YOUR GOAL → Nothing but the lines holding the string "RealtimeCollector" should appear in the answer. Copy them from the entries.

INPUT RECORDS →
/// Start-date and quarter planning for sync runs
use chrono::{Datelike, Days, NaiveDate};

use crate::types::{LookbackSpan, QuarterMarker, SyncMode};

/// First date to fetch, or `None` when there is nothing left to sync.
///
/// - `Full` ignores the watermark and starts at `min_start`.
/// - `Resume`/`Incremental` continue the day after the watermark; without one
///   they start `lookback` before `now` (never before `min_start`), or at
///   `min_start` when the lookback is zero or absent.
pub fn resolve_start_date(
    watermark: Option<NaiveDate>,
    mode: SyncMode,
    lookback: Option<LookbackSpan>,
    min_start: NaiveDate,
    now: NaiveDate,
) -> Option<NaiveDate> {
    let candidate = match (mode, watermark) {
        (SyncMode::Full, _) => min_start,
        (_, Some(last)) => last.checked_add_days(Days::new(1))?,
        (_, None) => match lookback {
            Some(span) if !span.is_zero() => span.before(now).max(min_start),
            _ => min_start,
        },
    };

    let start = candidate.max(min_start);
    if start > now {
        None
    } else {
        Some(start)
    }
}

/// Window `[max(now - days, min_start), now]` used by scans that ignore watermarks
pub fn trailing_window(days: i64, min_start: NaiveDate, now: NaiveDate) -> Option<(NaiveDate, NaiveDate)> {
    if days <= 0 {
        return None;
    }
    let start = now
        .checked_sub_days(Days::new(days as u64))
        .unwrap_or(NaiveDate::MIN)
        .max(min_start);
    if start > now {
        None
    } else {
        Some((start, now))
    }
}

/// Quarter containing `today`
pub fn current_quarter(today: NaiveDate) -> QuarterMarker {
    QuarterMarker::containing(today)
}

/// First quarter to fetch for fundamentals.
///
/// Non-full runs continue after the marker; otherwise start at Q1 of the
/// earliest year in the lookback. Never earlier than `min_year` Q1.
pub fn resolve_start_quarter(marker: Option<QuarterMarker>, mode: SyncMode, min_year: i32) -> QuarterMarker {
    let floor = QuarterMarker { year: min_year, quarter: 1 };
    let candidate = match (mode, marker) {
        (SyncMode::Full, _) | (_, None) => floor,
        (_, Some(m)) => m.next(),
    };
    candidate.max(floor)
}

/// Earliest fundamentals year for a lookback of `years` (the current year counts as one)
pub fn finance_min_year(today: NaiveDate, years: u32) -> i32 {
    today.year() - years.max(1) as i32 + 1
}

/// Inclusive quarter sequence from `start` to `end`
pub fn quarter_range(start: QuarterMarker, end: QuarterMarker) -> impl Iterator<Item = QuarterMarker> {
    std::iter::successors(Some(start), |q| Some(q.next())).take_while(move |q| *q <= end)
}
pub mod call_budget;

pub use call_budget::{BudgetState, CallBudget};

* * *

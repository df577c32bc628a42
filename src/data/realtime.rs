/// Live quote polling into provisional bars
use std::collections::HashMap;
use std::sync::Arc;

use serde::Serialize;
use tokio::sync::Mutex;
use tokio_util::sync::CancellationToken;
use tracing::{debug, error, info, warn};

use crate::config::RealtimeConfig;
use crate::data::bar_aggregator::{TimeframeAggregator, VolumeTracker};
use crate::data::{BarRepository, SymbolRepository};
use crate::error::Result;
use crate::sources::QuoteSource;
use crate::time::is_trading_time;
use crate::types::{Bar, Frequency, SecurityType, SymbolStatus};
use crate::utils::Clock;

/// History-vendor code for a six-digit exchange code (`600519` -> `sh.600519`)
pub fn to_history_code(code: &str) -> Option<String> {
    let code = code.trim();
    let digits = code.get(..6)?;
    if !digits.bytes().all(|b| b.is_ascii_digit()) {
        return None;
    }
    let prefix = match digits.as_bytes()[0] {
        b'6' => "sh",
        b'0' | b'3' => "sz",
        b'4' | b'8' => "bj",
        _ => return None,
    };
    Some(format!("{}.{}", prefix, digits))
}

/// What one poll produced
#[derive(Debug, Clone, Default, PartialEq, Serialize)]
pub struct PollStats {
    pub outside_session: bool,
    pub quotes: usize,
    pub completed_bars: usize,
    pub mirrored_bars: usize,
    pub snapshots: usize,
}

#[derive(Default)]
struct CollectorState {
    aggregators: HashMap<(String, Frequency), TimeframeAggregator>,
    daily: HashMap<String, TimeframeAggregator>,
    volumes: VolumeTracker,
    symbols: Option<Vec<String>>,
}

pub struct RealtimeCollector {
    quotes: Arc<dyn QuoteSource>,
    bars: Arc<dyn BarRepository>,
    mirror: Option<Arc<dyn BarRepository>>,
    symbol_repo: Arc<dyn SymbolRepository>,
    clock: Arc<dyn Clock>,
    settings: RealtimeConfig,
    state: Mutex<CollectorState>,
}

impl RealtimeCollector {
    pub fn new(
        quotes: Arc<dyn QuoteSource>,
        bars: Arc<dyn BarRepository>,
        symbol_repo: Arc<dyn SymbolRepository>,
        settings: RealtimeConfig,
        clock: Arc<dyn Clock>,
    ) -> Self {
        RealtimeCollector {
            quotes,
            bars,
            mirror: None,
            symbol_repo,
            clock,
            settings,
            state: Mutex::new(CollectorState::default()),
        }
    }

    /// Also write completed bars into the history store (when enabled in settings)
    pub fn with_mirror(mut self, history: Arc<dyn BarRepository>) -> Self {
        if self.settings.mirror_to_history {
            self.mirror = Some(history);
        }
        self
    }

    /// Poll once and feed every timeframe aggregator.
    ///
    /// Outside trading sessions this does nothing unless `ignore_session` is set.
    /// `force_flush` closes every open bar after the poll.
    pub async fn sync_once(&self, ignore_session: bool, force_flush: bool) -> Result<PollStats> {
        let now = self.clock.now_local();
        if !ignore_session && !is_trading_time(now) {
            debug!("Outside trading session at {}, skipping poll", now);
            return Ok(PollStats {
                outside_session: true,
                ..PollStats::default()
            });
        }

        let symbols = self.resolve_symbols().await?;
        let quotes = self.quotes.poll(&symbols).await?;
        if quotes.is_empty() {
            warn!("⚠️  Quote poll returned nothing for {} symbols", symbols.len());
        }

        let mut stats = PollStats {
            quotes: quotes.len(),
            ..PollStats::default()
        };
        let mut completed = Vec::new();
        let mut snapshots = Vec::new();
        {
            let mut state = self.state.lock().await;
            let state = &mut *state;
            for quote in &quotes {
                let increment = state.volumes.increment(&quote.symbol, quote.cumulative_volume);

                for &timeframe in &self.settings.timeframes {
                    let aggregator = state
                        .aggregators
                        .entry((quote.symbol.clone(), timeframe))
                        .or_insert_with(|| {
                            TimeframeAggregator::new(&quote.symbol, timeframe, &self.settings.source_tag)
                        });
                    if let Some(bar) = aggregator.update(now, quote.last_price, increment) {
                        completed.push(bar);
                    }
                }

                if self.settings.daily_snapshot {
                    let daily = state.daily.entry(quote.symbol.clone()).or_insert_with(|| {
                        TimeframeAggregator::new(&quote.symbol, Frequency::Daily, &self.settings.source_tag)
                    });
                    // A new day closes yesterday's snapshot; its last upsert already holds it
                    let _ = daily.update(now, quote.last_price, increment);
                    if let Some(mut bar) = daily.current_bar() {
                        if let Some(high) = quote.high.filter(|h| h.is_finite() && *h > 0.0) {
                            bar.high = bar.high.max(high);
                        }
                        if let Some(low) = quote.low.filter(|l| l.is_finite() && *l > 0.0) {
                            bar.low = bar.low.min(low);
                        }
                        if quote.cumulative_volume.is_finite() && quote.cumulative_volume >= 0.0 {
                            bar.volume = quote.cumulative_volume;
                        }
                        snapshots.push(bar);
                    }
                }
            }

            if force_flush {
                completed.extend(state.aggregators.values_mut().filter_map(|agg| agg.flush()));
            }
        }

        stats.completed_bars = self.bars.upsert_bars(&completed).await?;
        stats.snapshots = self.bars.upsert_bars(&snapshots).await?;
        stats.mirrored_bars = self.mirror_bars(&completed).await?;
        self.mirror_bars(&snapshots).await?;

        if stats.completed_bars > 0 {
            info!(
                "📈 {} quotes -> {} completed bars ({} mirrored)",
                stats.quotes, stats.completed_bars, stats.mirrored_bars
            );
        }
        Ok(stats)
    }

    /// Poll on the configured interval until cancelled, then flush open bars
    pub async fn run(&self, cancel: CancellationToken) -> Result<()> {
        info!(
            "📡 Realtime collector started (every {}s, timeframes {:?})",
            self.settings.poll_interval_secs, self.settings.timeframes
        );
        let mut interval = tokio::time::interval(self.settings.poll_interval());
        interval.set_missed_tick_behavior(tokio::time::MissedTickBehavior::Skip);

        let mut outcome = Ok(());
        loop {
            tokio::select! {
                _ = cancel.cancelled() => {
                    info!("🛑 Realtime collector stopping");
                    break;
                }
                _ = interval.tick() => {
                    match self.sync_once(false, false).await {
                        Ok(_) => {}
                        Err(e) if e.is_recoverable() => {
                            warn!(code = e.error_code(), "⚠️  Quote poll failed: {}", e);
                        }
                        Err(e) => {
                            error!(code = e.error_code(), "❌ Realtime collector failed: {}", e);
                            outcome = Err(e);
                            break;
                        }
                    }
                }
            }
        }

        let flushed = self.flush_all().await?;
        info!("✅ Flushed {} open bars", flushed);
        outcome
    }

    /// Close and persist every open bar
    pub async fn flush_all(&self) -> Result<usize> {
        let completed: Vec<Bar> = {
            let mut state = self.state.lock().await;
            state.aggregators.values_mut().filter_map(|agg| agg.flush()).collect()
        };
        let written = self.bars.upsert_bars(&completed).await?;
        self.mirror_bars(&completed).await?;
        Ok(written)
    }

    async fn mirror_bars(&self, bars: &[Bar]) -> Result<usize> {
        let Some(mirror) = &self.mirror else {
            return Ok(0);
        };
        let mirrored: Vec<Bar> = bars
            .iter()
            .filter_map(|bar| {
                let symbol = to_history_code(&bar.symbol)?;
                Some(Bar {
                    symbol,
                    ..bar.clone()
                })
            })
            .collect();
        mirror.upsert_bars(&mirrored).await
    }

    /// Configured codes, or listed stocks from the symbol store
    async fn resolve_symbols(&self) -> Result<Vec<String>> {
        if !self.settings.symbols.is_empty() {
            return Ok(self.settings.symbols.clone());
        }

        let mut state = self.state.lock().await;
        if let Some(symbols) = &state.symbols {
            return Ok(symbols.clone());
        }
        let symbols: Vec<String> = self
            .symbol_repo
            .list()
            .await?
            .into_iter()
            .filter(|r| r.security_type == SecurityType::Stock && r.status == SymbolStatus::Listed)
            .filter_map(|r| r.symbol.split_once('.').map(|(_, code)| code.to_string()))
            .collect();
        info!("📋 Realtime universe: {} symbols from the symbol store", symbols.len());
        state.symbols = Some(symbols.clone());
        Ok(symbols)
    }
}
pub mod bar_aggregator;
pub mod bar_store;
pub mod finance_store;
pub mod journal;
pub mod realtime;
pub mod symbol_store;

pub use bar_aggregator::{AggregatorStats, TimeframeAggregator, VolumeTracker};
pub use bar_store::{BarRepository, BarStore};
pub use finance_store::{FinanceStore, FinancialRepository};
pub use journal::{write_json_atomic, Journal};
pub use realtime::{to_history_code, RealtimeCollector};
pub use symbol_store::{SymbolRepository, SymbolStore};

--

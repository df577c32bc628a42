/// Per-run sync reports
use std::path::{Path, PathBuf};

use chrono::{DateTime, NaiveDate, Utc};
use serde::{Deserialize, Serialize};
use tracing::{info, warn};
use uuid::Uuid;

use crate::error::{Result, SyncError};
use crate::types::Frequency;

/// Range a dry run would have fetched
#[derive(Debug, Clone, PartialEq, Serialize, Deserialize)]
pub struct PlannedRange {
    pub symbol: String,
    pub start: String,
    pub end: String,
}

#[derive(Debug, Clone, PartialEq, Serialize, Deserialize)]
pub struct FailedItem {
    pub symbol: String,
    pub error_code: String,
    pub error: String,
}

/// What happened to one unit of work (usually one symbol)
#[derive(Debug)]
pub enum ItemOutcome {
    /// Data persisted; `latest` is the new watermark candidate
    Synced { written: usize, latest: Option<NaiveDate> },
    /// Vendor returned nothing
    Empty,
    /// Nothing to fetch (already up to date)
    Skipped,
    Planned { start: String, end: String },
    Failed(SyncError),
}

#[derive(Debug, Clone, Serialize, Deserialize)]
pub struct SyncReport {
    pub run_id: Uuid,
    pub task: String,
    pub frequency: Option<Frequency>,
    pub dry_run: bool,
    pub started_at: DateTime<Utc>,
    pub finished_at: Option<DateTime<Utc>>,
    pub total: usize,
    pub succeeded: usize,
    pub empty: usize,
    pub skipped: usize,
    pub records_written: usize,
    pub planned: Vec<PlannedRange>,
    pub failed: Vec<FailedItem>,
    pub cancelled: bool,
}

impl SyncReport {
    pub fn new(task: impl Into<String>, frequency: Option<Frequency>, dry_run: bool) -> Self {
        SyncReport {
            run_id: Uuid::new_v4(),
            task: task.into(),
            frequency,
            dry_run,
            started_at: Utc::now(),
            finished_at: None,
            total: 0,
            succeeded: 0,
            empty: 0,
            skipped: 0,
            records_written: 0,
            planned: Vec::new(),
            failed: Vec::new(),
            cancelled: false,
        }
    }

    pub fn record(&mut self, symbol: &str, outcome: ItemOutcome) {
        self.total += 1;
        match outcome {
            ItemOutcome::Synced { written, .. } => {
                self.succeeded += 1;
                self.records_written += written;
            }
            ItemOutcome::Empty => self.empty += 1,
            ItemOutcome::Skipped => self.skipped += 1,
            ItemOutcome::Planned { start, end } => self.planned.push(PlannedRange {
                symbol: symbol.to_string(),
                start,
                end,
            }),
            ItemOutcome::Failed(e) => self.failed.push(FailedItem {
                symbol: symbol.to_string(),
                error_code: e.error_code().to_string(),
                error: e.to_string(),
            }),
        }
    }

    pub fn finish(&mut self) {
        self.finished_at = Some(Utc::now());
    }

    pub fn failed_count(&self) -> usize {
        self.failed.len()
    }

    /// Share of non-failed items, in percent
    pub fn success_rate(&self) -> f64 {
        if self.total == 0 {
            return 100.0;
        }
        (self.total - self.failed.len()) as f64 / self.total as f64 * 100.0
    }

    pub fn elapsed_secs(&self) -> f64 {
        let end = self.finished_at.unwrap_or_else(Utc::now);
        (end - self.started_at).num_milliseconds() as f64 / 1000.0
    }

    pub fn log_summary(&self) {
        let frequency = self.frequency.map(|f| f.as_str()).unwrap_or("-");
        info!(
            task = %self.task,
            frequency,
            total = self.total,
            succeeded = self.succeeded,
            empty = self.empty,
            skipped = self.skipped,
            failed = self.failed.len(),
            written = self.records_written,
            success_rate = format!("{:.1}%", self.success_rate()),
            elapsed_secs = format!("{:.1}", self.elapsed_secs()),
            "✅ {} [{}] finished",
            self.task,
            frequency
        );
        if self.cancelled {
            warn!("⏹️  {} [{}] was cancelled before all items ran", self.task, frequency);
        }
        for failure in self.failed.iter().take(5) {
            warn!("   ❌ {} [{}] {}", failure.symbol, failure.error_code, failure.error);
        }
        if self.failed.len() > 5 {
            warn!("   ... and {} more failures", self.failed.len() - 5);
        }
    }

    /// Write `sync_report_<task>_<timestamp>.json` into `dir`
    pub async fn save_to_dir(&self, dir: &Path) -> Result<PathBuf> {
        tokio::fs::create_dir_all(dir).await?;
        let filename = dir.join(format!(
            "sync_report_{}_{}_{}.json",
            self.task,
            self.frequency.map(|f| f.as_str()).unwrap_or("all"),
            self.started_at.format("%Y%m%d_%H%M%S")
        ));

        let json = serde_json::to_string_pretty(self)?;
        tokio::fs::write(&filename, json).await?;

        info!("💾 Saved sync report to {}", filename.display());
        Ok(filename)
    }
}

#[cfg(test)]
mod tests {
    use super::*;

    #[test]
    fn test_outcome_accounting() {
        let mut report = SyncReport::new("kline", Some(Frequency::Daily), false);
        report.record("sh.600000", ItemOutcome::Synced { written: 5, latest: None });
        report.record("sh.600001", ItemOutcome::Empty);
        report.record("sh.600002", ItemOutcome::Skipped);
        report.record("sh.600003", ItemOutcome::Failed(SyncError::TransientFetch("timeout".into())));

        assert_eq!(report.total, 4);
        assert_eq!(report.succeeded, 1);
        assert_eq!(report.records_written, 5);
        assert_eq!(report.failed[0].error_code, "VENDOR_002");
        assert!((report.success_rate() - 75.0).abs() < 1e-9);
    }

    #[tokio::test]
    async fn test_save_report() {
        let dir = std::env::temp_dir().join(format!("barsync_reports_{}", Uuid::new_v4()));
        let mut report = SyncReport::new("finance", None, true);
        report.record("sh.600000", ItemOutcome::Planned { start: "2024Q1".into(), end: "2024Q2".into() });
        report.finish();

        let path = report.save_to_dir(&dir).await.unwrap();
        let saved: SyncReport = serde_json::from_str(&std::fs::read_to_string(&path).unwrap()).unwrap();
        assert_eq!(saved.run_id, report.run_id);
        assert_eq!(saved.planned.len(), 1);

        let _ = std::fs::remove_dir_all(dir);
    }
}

SOLUTION TO THE PROBLEM →
pub struct RealtimeCollector {
impl RealtimeCollector {
        RealtimeCollector {
pub use realtime::{to_history_code, RealtimeCollector};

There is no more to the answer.